:: INFORMATION SHOWN ::

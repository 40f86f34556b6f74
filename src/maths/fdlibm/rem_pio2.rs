//! Argument reduction by pi/2.
//!
//! `rem_pio2(x)` returns `n` and `y0 + y1 = x - n*pi/2` with `|y0 + y1|`
//! at most about pi/4. Three regimes:
//!
//! - `|x| < 3pi/4`: a single subtraction of a 33+53 bit pi/2;
//! - `|x| <= 2^19 * pi/2`: Cody-Waite with up to three pi/2 pieces;
//! - larger: Payne-Hanek over 24-bit limbs of 2/pi.

#![allow(clippy::needless_range_loop)]

use super::bits::{abs_hi, hi_word, lo_word, with_hi_lo, INF_OR_NAN_HI};
use super::{fabs, floor, scalbn};

/// 2/pi in 24-bit limbs, 1584 bits in total.
const TWO_OVER_PI: [i32; 66] = [
    0xa2f983, 0x6e4e44, 0x1529fc, 0x2757d1, 0xf534dd, 0xc0db62, 0x95993c, 0x439041, 0xfe5163,
    0xabdebb, 0xc561b7, 0x246e3a, 0x424dd2, 0xe00649, 0x2eea09, 0xd1921c, 0xfe1deb, 0x1cb129,
    0xa73ee8, 0x8235f5, 0x2ebb44, 0x84e99c, 0x7026b4, 0x5f7e41, 0x3991d6, 0x398353, 0x39f49c,
    0x845f8b, 0xbdf928, 0x3b1ff8, 0x97ffde, 0x05980f, 0xef2f11, 0x8b5a0a, 0x6d1f6d, 0x367ecf,
    0x27cb09, 0xb74f46, 0x3f669e, 0x5fea2d, 0x7527ba, 0xc7ebe5, 0xf17b3d, 0x0739f7, 0x8a5292,
    0xea6bfb, 0x5fb11f, 0x8d5d08, 0x560330, 0x46fc7b, 0x6babf0, 0xcfbc20, 0x9af436, 0x1da9e3,
    0x91615e, 0xe61b08, 0x659985, 0x5f14a0, 0x68408d, 0xffd880, 0x4d7327, 0x310606, 0x1556ca,
    0x73a8c9, 0x60e27b, 0xc08c6b,
];

/// High words of n*pi/2 for n = 1..=32; a match flags possible cancellation.
const NPIO2_HW: [u32; 32] = [
    0x3ff921fb, 0x400921fb, 0x4012d97c, 0x401921fb, 0x401f6a7a, 0x4022d97c, 0x4025fdbb,
    0x402921fb, 0x402c463a, 0x402f6a7a, 0x4031475c, 0x4032d97c, 0x40346b9c, 0x4035fdbb,
    0x40378fdb, 0x403921fb, 0x403ab41b, 0x403c463a, 0x403dd85a, 0x403f6a7a, 0x40407e4c,
    0x4041475c, 0x4042106c, 0x4042d97c, 0x4043a28c, 0x40446b9c, 0x404534ac, 0x4045fdbb,
    0x4046c6cb, 0x40478fdb, 0x404858eb, 0x404921fb,
];

const ZERO: f64 = 0.0;
const HALF: f64 = 5.00000000000000000000e-01; // 0x3FE00000, 0x00000000
const TWO24: f64 = 1.67772160000000000000e+07; // 0x41700000, 0x00000000
const INVPIO2: f64 = 6.36619772367581382433e-01; // 0x3FE45F30, 0x6DC9C883
const PIO2_1: f64 = 1.57079632673412561417e+00; // 0x3FF921FB, 0x54400000
const PIO2_1T: f64 = 6.07710050650619224932e-11; // 0x3DD0B461, 0x1A626331
const PIO2_2: f64 = 6.07710050630396597660e-11; // 0x3DD0B461, 0x1A600000
const PIO2_2T: f64 = 2.02226624879595063154e-21; // 0x3BA3198A, 0x2E037073
const PIO2_3: f64 = 2.02226624871116645580e-21; // 0x3BA3198A, 0x2E000000
const PIO2_3T: f64 = 8.47842766036889956997e-32; // 0x397B839A, 0x252049C1

/// |x| ~<= pi/4
const PIO4_HI: u32 = 0x3fe9_21fb;
/// |x| < 3pi/4
const THREE_PIO4_HI: u32 = 0x4002_d97c;
/// High word of pi/2.
const PIO2_HI: u32 = 0x3ff9_21fb;
/// |x| ~<= 2^19*(pi/2)
const MEDIUM_HI: u32 = 0x4139_21fb;

/// Reduces `x` by multiples of pi/2.
///
/// Returns `(n, y0, y1)` where `x - n*pi/2 = y0 + y1` to well beyond double
/// precision. Infinities and NaN give `(0, NaN, NaN)`.
#[allow(clippy::eq_op)]
pub fn rem_pio2(x: f64) -> (i32, f64, f64) {
    let hx = hi_word(x) as i32;
    let ix = abs_hi(x);

    // no reduction needed
    if ix <= PIO4_HI {
        return (0, x, ZERO);
    }

    // n = +-1
    if ix < THREE_PIO4_HI {
        if hx > 0 {
            let mut z = x - PIO2_1;
            if ix != PIO2_HI {
                // 33+53 bit pi is good enough
                let y0 = z - PIO2_1T;
                return (1, y0, (z - y0) - PIO2_1T);
            }
            // near pi/2, use 33+33+53 bit pi
            z -= PIO2_2;
            let y0 = z - PIO2_2T;
            return (1, y0, (z - y0) - PIO2_2T);
        }
        let mut z = x + PIO2_1;
        if ix != PIO2_HI {
            let y0 = z + PIO2_1T;
            return (-1, y0, (z - y0) + PIO2_1T);
        }
        z += PIO2_2;
        let y0 = z + PIO2_2T;
        return (-1, y0, (z - y0) + PIO2_2T);
    }

    if ix <= MEDIUM_HI {
        let t = fabs(x);
        let n = (t * INVPIO2 + HALF) as i32;
        let fn_ = f64::from(n);
        let mut r = t - fn_ * PIO2_1;
        // 1st round good to 85 bits
        let mut w = fn_ * PIO2_1T;
        let mut y0 = r - w;
        if n >= 32 || ix == NPIO2_HW[(n - 1) as usize] {
            let j = (ix >> 20) as i32;
            let exponent_drop = |y: f64| j - ((hi_word(y) >> 20) & 0x7ff) as i32;
            if exponent_drop(y0) > 16 {
                // 2nd iteration, good to 118 bits
                let t = r;
                w = fn_ * PIO2_2;
                r = t - w;
                w = fn_ * PIO2_2T - ((t - r) - w);
                y0 = r - w;
                if exponent_drop(y0) > 49 {
                    // 3rd iteration, 151 bits
                    let t = r;
                    w = fn_ * PIO2_3;
                    r = t - w;
                    w = fn_ * PIO2_3T - ((t - r) - w);
                    y0 = r - w;
                }
            }
        }
        let y1 = (r - y0) - w;
        return if hx < 0 { (-n, -y0, -y1) } else { (n, y0, y1) };
    }

    // inf or NaN
    if ix >= INF_OR_NAN_HI {
        let y = x - x;
        return (0, y, y);
    }

    // z = scalbn(|x|, ilogb(x)-23)
    let e0 = (ix >> 20) as i32 - 1046;
    let mut z = with_hi_lo((ix as i32 - (e0 << 20)) as u32, lo_word(x));
    let mut tx = [ZERO; 3];
    for limb in tx.iter_mut().take(2) {
        *limb = f64::from(z as i32);
        z = (z - *limb) * TWO24;
    }
    tx[2] = z;
    // skip zero terms
    let mut nx = 3;
    while tx[nx - 1] == ZERO {
        nx -= 1;
    }
    let (n, y0, y1) = kernel_rem_pio2(&tx[..nx], e0);
    if hx < 0 {
        (-n, -y0, -y1)
    } else {
        (n, y0, y1)
    }
}

/// pi/2 in 24-bit pieces.
const PIO2_CHUNKS: [f64; 8] = [
    1.57079625129699707031e+00, // 0x3FF921FB, 0x40000000
    7.54978941586159635335e-08, // 0x3E74442D, 0x00000000
    5.39030252995776476554e-15, // 0x3CF84698, 0x80000000
    3.28200341580791294123e-22, // 0x3B78CC51, 0x60000000
    1.27065575308067607349e-29, // 0x39F01B83, 0x80000000
    1.22933308981111328932e-36, // 0x387A2520, 0x40000000
    2.73370053816464559624e-44, // 0x36E38222, 0x80000000
    2.16741683877804819444e-51, // 0x3569F31D, 0x00000000
];

const ONE: f64 = 1.0;
const TWON24: f64 = 5.96046447753906250000e-08; // 0x3E700000, 0x00000000

/// Terms of 2/pi needed for double precision output.
const JK: usize = 4;

/// Payne-Hanek reduction of `x * 2^e0`, where `x` holds up to three 24-bit
/// limbs. Returns `n mod 8` and the two-term result.
fn kernel_rem_pio2(x: &[f64], e0: i32) -> (i32, f64, f64) {
    let mut iq = [0i32; 20];
    let mut f = [ZERO; 20];
    let mut fq = [ZERO; 20];
    let mut q = [ZERO; 20];

    let jk = JK;
    let jp = jk;
    let jx = x.len() - 1;
    // determine jv and q0, note that 3 > q0
    let jv = ((e0 - 3) / 24).max(0);
    let mut q0 = e0 - 24 * (jv + 1);

    // f[0..=jx+jk] where f[jx+jk] = TWO_OVER_PI[jv+jk]
    let mut j = jv - jx as i32;
    for slot in f.iter_mut().take(jx + jk + 1) {
        *slot = if j < 0 { ZERO } else { f64::from(TWO_OVER_PI[j as usize]) };
        j += 1;
    }

    let convolve = |f: &[f64; 20], i: usize| -> f64 {
        let mut fw = ZERO;
        for j in 0..=jx {
            fw += x[j] * f[jx + i - j];
        }
        fw
    };
    for i in 0..=jk {
        q[i] = convolve(&f, i);
    }

    let mut jz = jk;
    loop {
        // distill q[] into iq[] reversingly
        let mut z = q[jz];
        let mut i = 0;
        let mut j = jz;
        while j > 0 {
            let fw = f64::from((TWON24 * z) as i32);
            iq[i] = (z - TWO24 * fw) as i32;
            z = q[j - 1] + fw;
            i += 1;
            j -= 1;
        }

        // compute n
        z = scalbn(z, q0);
        // trim off integer >= 8
        z -= 8.0 * floor(z * 0.125);
        let mut n = z as i32;
        z -= f64::from(n);
        let mut ih = 0;
        if q0 > 0 {
            // need iq[jz-1] to determine n
            let i = iq[jz - 1] >> (24 - q0);
            n += i;
            iq[jz - 1] -= i << (24 - q0);
            ih = iq[jz - 1] >> (23 - q0);
        } else if q0 == 0 {
            ih = iq[jz - 1] >> 23;
        } else if z >= HALF {
            ih = 2;
        }

        if ih > 0 {
            // q > 0.5
            n += 1;
            let mut carry = false;
            for limb in iq.iter_mut().take(jz) {
                // compute 1-q
                if carry {
                    *limb = 0x00ff_ffff - *limb;
                } else if *limb != 0 {
                    carry = true;
                    *limb = 0x0100_0000 - *limb;
                }
            }
            // rare case: chance is 1 in 12
            match q0 {
                1 => iq[jz - 1] &= 0x007f_ffff,
                2 => iq[jz - 1] &= 0x003f_ffff,
                _ => {}
            }
            if ih == 2 {
                z = ONE - z;
                if carry {
                    z -= scalbn(ONE, q0);
                }
            }
        }

        // check if recomputation is needed
        if z == ZERO && iq[jk..jz].iter().all(|&limb| limb == 0) {
            // k = no. of terms needed
            let mut k = 1;
            while iq[jk - k] == 0 {
                k += 1;
            }
            // add q[jz+1] to q[jz+k]
            for i in (jz + 1)..=(jz + k) {
                f[jx + i] = f64::from(TWO_OVER_PI[jv as usize + i]);
                q[i] = convolve(&f, i);
            }
            jz += k;
            continue;
        }

        // chop off zero terms
        if z == ZERO {
            jz -= 1;
            q0 -= 24;
            while iq[jz] == 0 {
                jz -= 1;
                q0 -= 24;
            }
        } else {
            // break z into 24-bit if necessary
            z = scalbn(z, -q0);
            if z >= TWO24 {
                let fw = f64::from((TWON24 * z) as i32);
                iq[jz] = (z - TWO24 * fw) as i32;
                jz += 1;
                q0 += 24;
                iq[jz] = fw as i32;
            } else {
                iq[jz] = z as i32;
            }
        }

        // convert integer "bit" chunk to floating-point value
        let mut fw = scalbn(ONE, q0);
        for i in (0..=jz).rev() {
            q[i] = fw * f64::from(iq[i]);
            fw *= TWON24;
        }

        // compute PIO2_CHUNKS[0..=jp] * q[jz..=0]
        for i in (0..=jz).rev() {
            let mut fw = ZERO;
            let mut k = 0;
            while k <= jp && k <= jz - i {
                fw += PIO2_CHUNKS[k] * q[i + k];
                k += 1;
            }
            fq[jz - i] = fw;
        }

        // compress fq[] into y[]
        let mut fw = ZERO;
        for i in (0..=jz).rev() {
            fw += fq[i];
        }
        let y0 = if ih == 0 { fw } else { -fw };
        fw = fq[0] - fw;
        for i in 1..=jz {
            fw += fq[i];
        }
        let y1 = if ih == 0 { fw } else { -fw };
        return (n & 7, y0, y1);
    }
}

:::

YOUR GOAL:
Give again, word for word, the records from their first line to the one with "33+53 bit pi/2;", and leave out all else.

THE COMPLETED TASK:
repository 40f86f34556b6f74
filename src/maths/fdlibm/rem_pio2.rs
//! Argument reduction by pi/2.
//!
//! `rem_pio2(x)` returns `n` and `y0 + y1 = x - n*pi/2` with `|y0 + y1|`
//! at most about pi/4. Three regimes:
//!
//! - `|x| < 3pi/4`: a single subtraction of a 33+53 bit pi/2;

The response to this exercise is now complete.